Major-General George Lindsay-Crawford, 22nd Earl of Crawford (31 January 1758 – 30 January 1808) was a Scottish peer and soldier. He served in the British Army and was Lord Lieutenant of Fife.

He was born on 31 January 1758 at Bourtreehill House, Ayrshire, Scotland. He was the son of George Lindsay-Crawford, 21st Earl of Crawford and Jean Hamilton.

==Education==
He was educated in 1765 at Eton College, Eton, Berkshire, England.

==Titles and offices==
He succeeded to the titles of 22nd Earl of Crawford, 6th Earl of Lindsay, and 6th Lord Parbroath on 11 August 1781.

He held the office of Lord Lieutenant of Fife between 1794 and March 1807 and again between 20 May 1807 and 30 June 1808.

==Military service==

His military service included time in both the infantry and the cavalry:

- Commissioned in 1776 into British Army
- Colonel of the 2nd Battalion, 71st Regiment of Foot, Fraser's Highlanders from 1782 to 1783
- Colonel of the 63rd (The West Suffolk) Regiment of Foot between 1789 and 1808.
- Colonel of the Fife Light Horse between 1798 and 1803
- Colonel of the Fifeshire Militia from 18 August 1802
- Gained the rank of Major-General in 1805.

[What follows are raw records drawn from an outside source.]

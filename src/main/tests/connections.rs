use std::net::{Ipv4Addr, SocketAddrV4};

use shadow_netcore::core::sim::Simulation;
use shadow_netcore::core::support::emulated_time::EmulatedTime;
use shadow_netcore::core::support::simulation_time::SimulationTime;
use shadow_netcore::host::descriptor::{SocketError, SocketHandle};
use shadow_netcore::host::host::{HostId, HostParameters};

const CLIENT: HostId = HostId::new(0);
const SERVER: HostId = HostId::new(1);
const SERVER_IP: Ipv4Addr = Ipv4Addr::new(11, 0, 0, 2);

fn server_addr() -> SocketAddrV4 {
    SocketAddrV4::new(SERVER_IP, 80)
}

fn at(millis: u64) -> EmulatedTime {
    EmulatedTime::SIMULATION_START + SimulationTime::from_millis(millis)
}

/// Two hosts with a 10 ms latency between them.
fn simulation(server_params: impl FnOnce(&mut HostParameters)) -> Simulation {
    let mut sim = Simulation::new(SimulationTime::from_millis(10));

    let client = HostParameters::new(CLIENT, "client".into(), Ipv4Addr::new(11, 0, 0, 1));
    sim.add_host(client).unwrap();

    let mut server = HostParameters::new(SERVER, "server".into(), SERVER_IP);
    server_params(&mut server);
    sim.add_host(server).unwrap();

    sim
}

fn listen(sim: &mut Simulation, backlog: u32) -> SocketHandle {
    let server = sim.host_mut(SERVER).unwrap();
    let listener = server.create_socket();
    server.listen(listener, server_addr(), backlog).unwrap();
    listener
}

fn connect(sim: &mut Simulation) -> SocketHandle {
    let client = sim.host_mut(CLIENT).unwrap();
    let socket = client.create_socket();
    client.connect(socket, server_addr()).unwrap();
    socket
}

fn state(sim: &Simulation, host: HostId, socket: SocketHandle) -> tcp::TcpStateKind {
    sim.host(host).unwrap().socket_state(socket).unwrap()
}

#[test]
fn handshake_then_accept_with_backlog_one() {
    let mut sim = simulation(|_| {});
    let listener = listen(&mut sim, 1);
    let client = connect(&mut sim);

    // SYN, SYN-ACK and ACK
    sim.run_until(at(35));
    assert_eq!(state(&sim, CLIENT, client), tcp::TcpStateKind::Established);

    let server = sim.host_mut(SERVER).unwrap();
    let (peer, accepted) = server.accept_peer(listener).unwrap();
    assert_eq!(*peer.ip(), Ipv4Addr::new(11, 0, 0, 1));
    assert_eq!(
        server.socket_state(accepted).unwrap(),
        tcp::TcpStateKind::Established
    );
    assert_eq!(
        server.socket_local_addr(accepted).unwrap(),
        Some(server_addr())
    );

    // the queue is empty now
    let err = server.accept_peer(listener).unwrap_err();
    assert!(matches!(
        err,
        SocketError::Accept(tcp::AcceptError::NothingToAccept)
    ));
    assert!(err.is_would_block());
    assert_eq!(server.socket_state(listener).unwrap(), tcp::TcpStateKind::Listen);
}

#[test]
fn full_backlog_drops_syn_silently() {
    let mut sim = simulation(|_| {});
    let listener = listen(&mut sim, 0);
    let client = connect(&mut sim);

    sim.run_until(at(100));

    let server = sim.host(SERVER).unwrap();
    assert_eq!(server.socket_state(listener).unwrap(), tcp::TcpStateKind::Listen);
    assert!(server.socket_stats(listener).unwrap().dropped_syn >= 1);

    // no SYN-ACK and no RST
    assert_eq!(server.stats().packets_sent, 0);
    assert_eq!(state(&sim, CLIENT, client), tcp::TcpStateKind::SynSent);

    let err = sim.host_mut(SERVER).unwrap().accept_peer(listener).unwrap_err();
    assert!(err.is_would_block());
}

#[test]
fn time_wait_ends_with_close_timer() {
    let mut sim = simulation(|_| {});
    let listener = listen(&mut sim, 10);
    let client = connect(&mut sim);
    sim.run_until(at(35));

    let (_, accepted) = sim.host_mut(SERVER).unwrap().accept_peer(listener).unwrap();

    // only a connection in TIME_WAIT can have its close timer expire
    assert!(matches!(
        sim.host_mut(CLIENT).unwrap().close_timer_expired(client),
        Err(SocketError::CloseTimer(tcp::CloseTimerError::InvalidState))
    ));

    // active close by the client
    sim.host_mut(CLIENT).unwrap().close(client).unwrap();
    sim.run_until(at(100));
    assert_eq!(state(&sim, CLIENT, client), tcp::TcpStateKind::FinWaitTwo);
    assert_eq!(state(&sim, SERVER, accepted), tcp::TcpStateKind::CloseWait);

    let server = sim.host_mut(SERVER).unwrap();
    let mut buf = [0u8; 16];
    assert!(matches!(
        server.recv(accepted, &mut buf),
        Err(SocketError::Recv(tcp::RecvError::StreamClosed))
    ));
    server.close(accepted).unwrap();

    sim.run_until(at(200));
    assert_eq!(state(&sim, CLIENT, client), tcp::TcpStateKind::TimeWait);

    // the server's socket is gone once its FIN was acknowledged
    assert!(matches!(
        sim.host(SERVER).unwrap().socket_state(accepted),
        Err(SocketError::InvalidHandle)
    ));

    // still waiting well before the close timer
    sim.run_until(at(10_000));
    assert_eq!(state(&sim, CLIENT, client), tcp::TcpStateKind::TimeWait);

    let host = sim.host_mut(CLIENT).unwrap();
    host.close_timer_expired(client).unwrap();
    assert!(matches!(
        host.socket_state(client),
        Err(SocketError::InvalidHandle)
    ));
    assert!(matches!(
        host.send(client, b"data"),
        Err(SocketError::InvalidHandle)
    ));
    assert_eq!(host.num_sockets(), 0);
}

#[test]
fn time_wait_close_timer_fires() {
    let mut sim = simulation(|_| {});
    let listener = listen(&mut sim, 10);
    let client = connect(&mut sim);
    sim.run_until(at(35));

    let (_, accepted) = sim.host_mut(SERVER).unwrap().accept_peer(listener).unwrap();
    sim.host_mut(CLIENT).unwrap().close(client).unwrap();
    sim.host_mut(SERVER).unwrap().close(accepted).unwrap();

    sim.run_until(at(1_000));
    assert_eq!(state(&sim, CLIENT, client), tcp::TcpStateKind::TimeWait);

    // the default TIME_WAIT period is 60 seconds
    sim.run_until(at(62_000));
    assert!(matches!(
        sim.host(CLIENT).unwrap().socket_state(client),
        Err(SocketError::InvalidHandle)
    ));
}

#[test]
fn data_arrives_in_order() {
    let mut sim = simulation(|_| {});
    let listener = listen(&mut sim, 10);
    let client = connect(&mut sim);
    sim.run_until(at(35));

    let (_, accepted) = sim.host_mut(SERVER).unwrap().accept_peer(listener).unwrap();

    let data: Vec<u8> = (0..50_000u32).map(|x| (x % 251) as u8).collect();
    let sent = sim.host_mut(CLIENT).unwrap().send(client, &data).unwrap();
    assert_eq!(sent, data.len());

    sim.run_until(at(1_000));

    let mut received = vec![0u8; 100_000];
    let n = sim
        .host_mut(SERVER)
        .unwrap()
        .recv(accepted, &mut received)
        .unwrap();
    assert_eq!(&received[..n], &data[..]);

    let stats = sim.host(CLIENT).unwrap().socket_stats(client).unwrap();
    assert_eq!(stats.retransmitted, 0);
}

#[test]
fn removed_host_drops_packets() {
    let mut sim = simulation(|_| {});
    let _listener = listen(&mut sim, 10);
    let client = connect(&mut sim);

    // the SYN is on its way
    sim.run_until(at(1));
    assert_eq!(sim.stats().packets_routed, 1);

    assert!(sim.remove_host(SERVER));
    sim.run_until(at(100));
    assert_eq!(state(&sim, CLIENT, client), tcp::TcpStateKind::SynSent);

    // the retransmitted SYNs have nowhere to go, and the handshake times out
    sim.run_until(at(70_000));
    assert!(sim.stats().packets_dropped >= 1);

    let host = sim.host(CLIENT).unwrap();
    assert_eq!(
        host.connect_error(client).unwrap(),
        Some(tcp::ConnectFailure::TimedOut)
    );
    assert_eq!(host.socket_state(client).unwrap(), tcp::TcpStateKind::Closed);
}

#[test]
fn busy_cpu_delays_replies() {
    let mut sim = simulation(|params| {
        params.cpu_threshold = Some(SimulationTime::NANOSECOND);
        params.packet_cpu_cost = SimulationTime::from_millis(5);
    });
    let _listener = listen(&mut sim, 10);
    let client = connect(&mut sim);

    // without the CPU cost the SYN-ACK would arrive at 20 ms
    sim.run_until(at(22));
    assert_eq!(state(&sim, CLIENT, client), tcp::TcpStateKind::SynSent);

    sim.run_until(at(26));
    assert_eq!(state(&sim, CLIENT, client), tcp::TcpStateKind::Established);
}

He was influential in the raising of a cavalry regiment in Fife in 1793 and 1794. His correspondence on the subject are held in the British National Archives.

==Death==
He died on 30 January 1808 at age 49 at Rosel, Ayrshire, Scotland, unmarried.

He was buried at Crawford Lodge, Fife, Scotland.

He died intestate, and his estate was administered in June 1811.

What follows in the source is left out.